_Brief_
Look through the entries below for the string "Serialize", and copy each line where it is found.

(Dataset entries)
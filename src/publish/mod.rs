//! Publish client seam and the platform adapter.

use async_trait::async_trait;

use crate::model::{Credentials, Post};

pub mod graph;

pub use graph::GraphPublisher;

/// Everything the platform needs for a single publish attempt.
#[derive(Debug, Clone, Copy)]
pub struct PublishRequest<'a> {
    pub caption: &'a str,
    pub video_url: &'a str,
    pub credentials: &'a Credentials,
}

impl<'a> PublishRequest<'a> {
    pub fn for_post(post: &'a Post, credentials: &'a Credentials) -> Self {
        Self {
            caption: &post.caption,
            video_url: &post.video_url,
            credentials,
        }
    }
}

#[derive(Debug, Clone, PartialEq, Eq)]
pub enum PublishOutcome {
    Published {
        external_id: String,
    },
    Failed {
        reason: String,
    },
}

impl PublishOutcome {
    pub fn failed(reason: impl Into<String>) -> Self {
        PublishOutcome::Failed {
            reason: reason.into(),
        }
    }
}

/// A single publish attempt against the platform.
///
/// Implementations report every failure (network, auth, rejection) as
/// [`PublishOutcome::Failed`] and never retry internally.
#[async_trait]
pub trait PublishClient: Send + Sync {
    async fn publish(&self, request: PublishRequest<'_>) -> PublishOutcome;
}
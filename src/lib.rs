//! Scheduled short-form video publishing.
//!
//! Posts move through a small lifecycle (`PENDING -> PROCESSING -> PUBLISHED |
//! FAILED`). The [`dispatcher`] publishes every due post on a timer and the
//! [`trigger`] publishes a single post on demand; both claim a post atomically
//! through the [`store`] before calling the [`publish`] client, so a post never
//! has two publish attempts in flight.

pub mod attempt;
pub mod config;
pub mod credentials;
pub mod db;
pub mod dispatcher;
pub mod error;
pub mod lifecycle;
pub mod model;
pub mod publish;
pub mod store;
pub mod trigger;

pub use dispatcher::{run_cycle, CycleReport};
pub use error::DispatchError;
pub use trigger::{run_manual, ManualOutcome};

/// Install the `tracing` subscriber used by the binaries (`RUST_LOG`, default `info`).
pub fn init_tracing() {
    let filter = tracing_subscriber::EnvFilter::try_from_default_env()
        .unwrap_or_else(|_| tracing_subscriber::EnvFilter::new("info"));
    tracing_subscriber::fmt()
        .with_env_filter(filter)
        .with_target(false)
        .compact()
        .init();
}
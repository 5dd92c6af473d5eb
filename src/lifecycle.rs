//! Post lifecycle state machine.
//!
//! ```text
//! PENDING ──┐
//!           ├──> PROCESSING ──> PUBLISHED
//! FAILED ───┘         └───────> FAILED
//! ```
//!
//! Every publish attempt enters `PROCESSING` first. The repository applies the
//! claim as a single conditional update whose permitted source states come from
//! [`claimable_states`], so the rules here are the ones the store enforces.

use crate::model::PostStatus;
use thiserror::Error;

/// Whether `FAILED` posts are picked up again by scheduled cycles.
#[derive(Debug, Clone, Copy, PartialEq, Eq, Default)]
pub enum FailedRetry {
    /// Failed posts wait for a manual trigger.
    #[default]
    ManualOnly,
    /// Failed posts whose schedule has passed are due again.
    Automatic,
}

impl FailedRetry {
    pub fn from_flag(retry_failed: bool) -> Self {
        if retry_failed {
            FailedRetry::Automatic
        } else {
            FailedRetry::ManualOnly
        }
    }
}

/// Who is starting a publish attempt.
#[derive(Debug, Clone, Copy, PartialEq, Eq)]
pub enum AttemptOrigin {
    Scheduled(FailedRetry),
    /// Operator override: ignores the schedule and may republish a published
    /// post, but only claims from the status the operator last read.
    Manual { observed: PostStatus },
}

#[derive(Debug, Error, PartialEq, Eq)]
#[error("invalid transition {from} -> {to}")]
pub struct TransitionError {
    pub from: PostStatus,
    pub to: PostStatus,
}

/// Source states from which `origin` may claim a post into `PROCESSING`.
pub fn claimable_states(origin: AttemptOrigin) -> &'static [PostStatus] {
    match origin {
        AttemptOrigin::Scheduled(FailedRetry::ManualOnly) => &[PostStatus::Pending],
        AttemptOrigin::Scheduled(FailedRetry::Automatic) => {
            &[PostStatus::Pending, PostStatus::Failed]
        }
        AttemptOrigin::Manual { observed } => match observed {
            PostStatus::Pending => &[PostStatus::Pending],
            PostStatus::Failed => &[PostStatus::Failed],
            PostStatus::Published => &[PostStatus::Published],
            PostStatus::Processing => &[],
        },
    }
}

pub fn can_claim(status: PostStatus, origin: AttemptOrigin) -> bool {
    claimable_states(origin).contains(&status)
}

/// Validate a single step of the machine.
pub fn check_transition(
    from: PostStatus,
    to: PostStatus,
    origin: AttemptOrigin,
) -> Result<(), TransitionError> {
    let allowed = match (from, to) {
        (_, PostStatus::Processing) => can_claim(from, origin),
        (PostStatus::Processing, PostStatus::Published | PostStatus::Failed) => true,
        _ => false,
    };
    if allowed {
        Ok(())
    } else {
        Err(TransitionError { from, to })
    }
}
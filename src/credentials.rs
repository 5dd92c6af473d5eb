use anyhow::Result;
use async_trait::async_trait;

use crate::db::{self, Pool};
use crate::model::Credentials;

/// Source of the current publishing credentials.
///
/// Implementations must read fresh on every call: tokens may be rotated
/// between dispatch cycles.
#[async_trait]
pub trait CredentialProvider: Send + Sync {
    async fn current(&self) -> Result<Option<Credentials>>;
}

/// Credentials kept in the `settings` table.
#[derive(Debug, Clone)]
pub struct SqliteCredentials {
    pool: Pool,
}

impl SqliteCredentials {
    pub fn new(pool: Pool) -> Self {
        Self { pool }
    }

    pub async fn replace(&self, creds: &Credentials) -> Result<()> {
        db::save_credentials(&self.pool, creds).await
    }
}

#[async_trait]
impl CredentialProvider for SqliteCredentials {
    async fn current(&self) -> Result<Option<Credentials>> {
        db::load_credentials(&self.pool).await
    }
}
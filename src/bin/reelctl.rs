use anyhow::{anyhow, Result};
use chrono::{DateTime, Utc};
use clap::{Parser, Subcommand};
use serde::Serialize;
use serde_json::json;
use std::path::PathBuf;

use reel_scheduler::config;
use reel_scheduler::credentials::{CredentialProvider, SqliteCredentials};
use reel_scheduler::db;
use reel_scheduler::model::{Credentials, NewPost, PostUpdate};
use reel_scheduler::publish::GraphPublisher;
use reel_scheduler::store::SqliteStore;
use reel_scheduler::{run_cycle, run_manual, ManualOutcome};

#[derive(Debug, Parser)]
#[command(author, version, about = "Manage scheduled reels")]
struct Args {
    /// Path to YAML config file
    #[arg(long, default_value = "config.yaml")]
    config: PathBuf,

    #[command(subcommand)]
    command: Command,
}

#[derive(Debug, Subcommand)]
enum Command {
    /// Schedule a new post
    Add {
        #[arg(long)]
        caption: String,
        #[arg(long)]
        video_url: String,
        /// Publication time, RFC 3339 (e.g. 2026-10-20T18:00:00+02:00)
        #[arg(long, value_parser = parse_time)]
        at: DateTime<Utc>,
    },
    /// List all posts ordered by schedule
    List,
    /// Show a single post
    Show { id: i64 },
    /// Edit caption, video or schedule; status is left as is
    Edit {
        id: i64,
        #[arg(long)]
        caption: Option<String>,
        #[arg(long)]
        video_url: Option<String>,
        #[arg(long, value_parser = parse_time)]
        at: Option<DateTime<Utc>>,
    },
    /// Delete a post
    Delete { id: i64 },
    /// Publish one post now, regardless of schedule or status
    Run { id: i64 },
    /// Run one dispatch cycle over all due posts
    Dispatch,
    /// Store publishing credentials
    SetCredentials {
        #[arg(long, env = "REEL_ACCESS_TOKEN", hide_env_values = true)]
        access_token: String,
        #[arg(long)]
        account_id: String,
    },
    /// Show whether credentials are configured (token masked)
    Credentials,
}

fn parse_time(s: &str) -> Result<DateTime<Utc>, String> {
    DateTime::parse_from_rfc3339(s)
        .map(|t| t.with_timezone(&Utc))
        .map_err(|err| format!("expected RFC 3339 timestamp: {}", err))
}

fn print<T: Serialize>(value: &T) -> Result<()> {
    println!("{}", serde_json::to_string_pretty(value)?);
    Ok(())
}

#[tokio::main]
async fn main() -> Result<()> {
    reel_scheduler::init_tracing();

    let args = Args::parse();
    let cfg = config::load(Some(&args.config))?;
    cfg.ensure_dirs()?;

    let pool = db::init_pool(&cfg.app.database_url()).await?;
    db::run_migrations(&pool).await?;

    match args.command {
        Command::Add {
            caption,
            video_url,
            at,
        } => {
            let post = db::create_post(
                &pool,
                &NewPost {
                    caption,
                    video_url,
                    scheduled_at: at,
                },
            )
            .await?;
            print(&post)?;
        }
        Command::List => print(&db::list_posts(&pool).await?)?,
        Command::Show { id } => {
            let post = db::get_post(&pool, id)
                .await?
                .ok_or_else(|| anyhow!("post {} not found", id))?;
            print(&post)?;
        }
        Command::Edit {
            id,
            caption,
            video_url,
            at,
        } => {
            let update = PostUpdate {
                caption,
                video_url,
                scheduled_at: at,
            };
            let post = db::update_post(&pool, id, &update)
                .await?
                .ok_or_else(|| anyhow!("post {} not found", id))?;
            print(&post)?;
        }
        Command::Delete { id } => {
            if !db::delete_post(&pool, id).await? {
                return Err(anyhow!("post {} not found", id));
            }
            print(&json!({ "success": true }))?;
        }
        Command::Run { id } => {
            let store = SqliteStore::new(pool.clone(), cfg.app.failed_retry());
            let credentials = SqliteCredentials::new(pool);
            let publisher = GraphPublisher::from_config(&cfg.publisher)?;
            let outcome = run_manual(&store, &credentials, &publisher, id).await?;
            print(&outcome)?;
            if !matches!(outcome, ManualOutcome::Published { .. }) {
                std::process::exit(1);
            }
        }
        Command::Dispatch => {
            let store = SqliteStore::new(pool.clone(), cfg.app.failed_retry());
            let credentials = SqliteCredentials::new(pool);
            let publisher = GraphPublisher::from_config(&cfg.publisher)?;
            let report = run_cycle(&store, &credentials, &publisher, Utc::now()).await?;
            print(&report)?;
        }
        Command::SetCredentials {
            access_token,
            account_id,
        } => {
            SqliteCredentials::new(pool)
                .replace(&Credentials::new(access_token, account_id))
                .await?;
            print(&json!({ "success": true }))?;
        }
        Command::Credentials => {
            let current = SqliteCredentials::new(pool).current().await?;
            let view = match current {
                Some(creds) => json!({
                    "hasCredentials": true,
                    "accountId": creds.account_id,
                    "accessTokenPreview": creds.preview(),
                }),
                None => json!({ "hasCredentials": false }),
            };
            print(&view)?;
        }
    }

    Ok(())
}
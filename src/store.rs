//! Repository seam used by the dispatcher and the manual trigger.

use anyhow::Result;
use async_trait::async_trait;
use chrono::{DateTime, Utc};

use crate::db::{self, Pool};
use crate::lifecycle::{AttemptOrigin, FailedRetry};
use crate::model::Post;

#[async_trait]
pub trait PostStore: Send + Sync {
    /// Posts due for a scheduled attempt at `now`, in a stable order.
    async fn list_due(&self, now: DateTime<Utc>) -> Result<Vec<Post>>;

    /// Atomic claim into `PROCESSING`; the claimed post iff this caller won it.
    async fn claim_for_processing(
        &self,
        id: i64,
        origin: AttemptOrigin,
        now: DateTime<Utc>,
    ) -> Result<Option<Post>>;

    async fn record_success(
        &self,
        id: i64,
        external_id: &str,
        published_at: DateTime<Utc>,
    ) -> Result<()>;

    async fn record_failure(&self, id: i64, reason: &str) -> Result<()>;

    async fn get(&self, id: i64) -> Result<Option<Post>>;

    /// Policy the due query and scheduled claims apply to `FAILED` posts.
    fn failed_retry(&self) -> FailedRetry;
}

/// SQLite-backed store.
#[derive(Debug, Clone)]
pub struct SqliteStore {
    pool: Pool,
    retry: FailedRetry,
}

impl SqliteStore {
    pub fn new(pool: Pool, retry: FailedRetry) -> Self {
        Self { pool, retry }
    }

    pub fn pool(&self) -> &Pool {
        &self.pool
    }
}

#[async_trait]
impl PostStore for SqliteStore {
    async fn list_due(&self, now: DateTime<Utc>) -> Result<Vec<Post>> {
        db::list_due(&self.pool, now, self.retry).await
    }

    async fn claim_for_processing(
        &self,
        id: i64,
        origin: AttemptOrigin,
        now: DateTime<Utc>,
    ) -> Result<Option<Post>> {
        db::claim_for_processing(&self.pool, id, origin, now).await
    }

    async fn record_success(
        &self,
        id: i64,
        external_id: &str,
        published_at: DateTime<Utc>,
    ) -> Result<()> {
        db::record_success(&self.pool, id, external_id, published_at).await
    }

    async fn record_failure(&self, id: i64, reason: &str) -> Result<()> {
        db::record_failure(&self.pool, id, reason).await
    }

    async fn get(&self, id: i64) -> Result<Option<Post>> {
        db::get_post(&self.pool, id).await
    }

    fn failed_retry(&self) -> FailedRetry {
        self.retry
    }
}
/// Atomically move a post into `PROCESSING`.
///
/// This is a single conditional update: it only matches while the post is in
/// one of the states `origin` may claim from (and, for scheduled attempts,
/// while it is still due). Returns the claimed row iff this caller won the
/// claim; the attempt publishes that row rather than an earlier read.
#[instrument(skip_all, fields(post_id = id, origin = ?origin))]
pub async fn claim_for_processing(
    pool: &Pool,
    id: i64,
    origin: AttemptOrigin,
    now: DateTime<Utc>,
) -> Result<Option<Post>> {
    let states = claimable_states(origin);
    if states.is_empty() {
        debug!(won = false, "nothing claimable");
        return Ok(None);
    }
    let scheduled = matches!(origin, AttemptOrigin::Scheduled(_));
    let due_clause = if scheduled {
        " AND julianday(scheduled_at) <= julianday(?)"
    } else {
        ""
    };
    let sql = format!(
        "UPDATE posts SET status = ?, failure_reason = NULL, published_at = NULL, \
         external_id = NULL, updated_at = ? WHERE id = ? AND status IN ({}){} RETURNING {}",
        placeholders(states.len()),
        due_clause,
        POST_COLUMNS
    );
    let mut query = sqlx::query(&sql)
        .bind(PostStatus::Processing.as_str())
        .bind(Utc::now())
        .bind(id);
    for state in states {
        query = query.bind(state.as_str());
    }
    if scheduled {
        query = query.bind(now);
    }
    let row = query
        .fetch_optional(pool)
        .await
        .context("failed to claim post")?;
    debug!(won = row.is_some(), "claim attempted");
    row.as_ref().map(post_from_row).transpose()
}

#[instrument(skip_all, fields(post_id = id))]
pub async fn record_success(
    pool: &Pool,
    id: i64,
    external_id: &str,
    published_at: DateTime<Utc>,
) -> Result<()> {
    let res = sqlx::query(
        "UPDATE posts SET status = ?, published_at = ?, external_id = ?, failure_reason = NULL, \
         updated_at = ? WHERE id = ? AND status = ?",
    )
    .bind(PostStatus::Published.as_str())
    .bind(published_at)
    .bind(external_id)
    .bind(Utc::now())
    .bind(id)
    .bind(PostStatus::Processing.as_str())
    .execute(pool)
    .await
    .context("failed to persist publish success")?;
    if res.rows_affected() == 0 {
        return Err(anyhow!("post {} is not processing; success not recorded", id));
    }
    Ok(())
}

#[instrument(skip_all, fields(post_id = id))]
pub async fn record_failure(pool: &Pool, id: i64, reason: &str) -> Result<()> {
    let res = sqlx::query(
        "UPDATE posts SET status = ?, failure_reason = ?, published_at = NULL, external_id = NULL, \
         updated_at = ? WHERE id = ? AND status = ?",
    )
    .bind(PostStatus::Failed.as_str())
    .bind(reason)
    .bind(Utc::now())
    .bind(id)
    .bind(PostStatus::Processing.as_str())
    .execute(pool)
    .await
    .context("failed to persist publish failure")?;
    if res.rows_affected() == 0 {
        return Err(anyhow!("post {} is not processing; failure not recorded", id));
    }
    Ok(())
}

/// Fail posts stuck in `PROCESSING` since before `claimed_before`.
#[instrument(skip_all)]
pub async fn recover_stale_claims(pool: &Pool, claimed_before: DateTime<Utc>) -> Result<u64> {
    let res = sqlx::query(
        "UPDATE posts SET status = ?, failure_reason = ?, updated_at = ? \
         WHERE status = ? AND julianday(updated_at) <= julianday(?)",
    )
    .bind(PostStatus::Failed.as_str())
    .bind(INTERRUPTED_REASON)
    .bind(Utc::now())
    .bind(PostStatus::Processing.as_str())
    .bind(claimed_before)
    .execute(pool)
    .await
    .context("failed to recover stale claims")?;
    Ok(res.rows_affected())
}

#[instrument(skip_all)]
pub async fn load_credentials(pool: &Pool) -> Result<Option<Credentials>> {
    let row = sqlx::query("SELECT access_token, account_id FROM settings WHERE id = 1")
        .fetch_optional(pool)
        .await?;
    row.as_ref().map(credentials_from_row).transpose()
}

#[instrument(skip_all)]
pub async fn save_credentials(pool: &Pool, creds: &Credentials) -> Result<()> {
    creds.validate()?;
    sqlx::query(
        "INSERT INTO settings (id, access_token, account_id, updated_at) VALUES (1, ?, ?, ?) \
         ON CONFLICT(id) DO UPDATE SET access_token = excluded.access_token, \
         account_id = excluded.account_id, updated_at = excluded.updated_at",
    )
    .bind(creds.access_token.trim())
    .bind(creds.account_id.trim())
    .bind(Utc::now())
    .execute(pool)
    .await
    .context("failed to persist credentials")?;
    Ok(())
}
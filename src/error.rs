use thiserror::Error;

/// Errors that abort a whole dispatch cycle or manual trigger.
///
/// Individual publish failures are not errors: they are recorded on the post.
#[derive(Debug, Error)]
pub enum DispatchError {
    #[error("publishing credentials are not configured")]
    Configuration,
    #[error("post {0} not found")]
    NotFound(i64),
    #[error("repository error: {0:#}")]
    Repository(#[from] anyhow::Error),
}

impl DispatchError {
    pub fn is_configuration(&self) -> bool {
        matches!(self, DispatchError::Configuration)
    }
}
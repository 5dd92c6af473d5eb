//! Row mapping for repository queries.
//!
//! Keep this focused on decoding columns. Business logic should live in
//! higher layers.

use crate::model::{Credentials, Post, PostStatus};
use anyhow::{anyhow, Result};
use sqlx::sqlite::SqliteRow;
use sqlx::Row;

pub(crate) const POST_COLUMNS: &str = "id, caption, video_url, scheduled_at, status, \
     failure_reason, published_at, external_id, created_at, updated_at";

pub(crate) fn post_from_row(row: &SqliteRow) -> Result<Post> {
    let id: i64 = row.try_get("id")?;
    let status_str: String = row.try_get("status")?;
    let status = PostStatus::parse_state(&status_str)
        .ok_or_else(|| anyhow!("post {} has unknown status {}", id, status_str))?;

    Ok(Post {
        id,
        caption: row.try_get("caption")?,
        video_url: row.try_get("video_url")?,
        scheduled_at: row.try_get("scheduled_at")?,
        status,
        failure_reason: row.try_get("failure_reason")?,
        published_at: row.try_get("published_at")?,
        external_id: row.try_get("external_id")?,
        created_at: row.try_get("created_at")?,
        updated_at: row.try_get("updated_at")?,
    })
}

pub(crate) fn credentials_from_row(row: &SqliteRow) -> Result<Credentials> {
    Ok(Credentials {
        access_token: row.try_get("access_token")?,
        account_id: row.try_get("account_id")?,
    })
}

_Task response_
use serde::Serialize;
fn print<T: Serialize>(value: &T) -> Result<()> {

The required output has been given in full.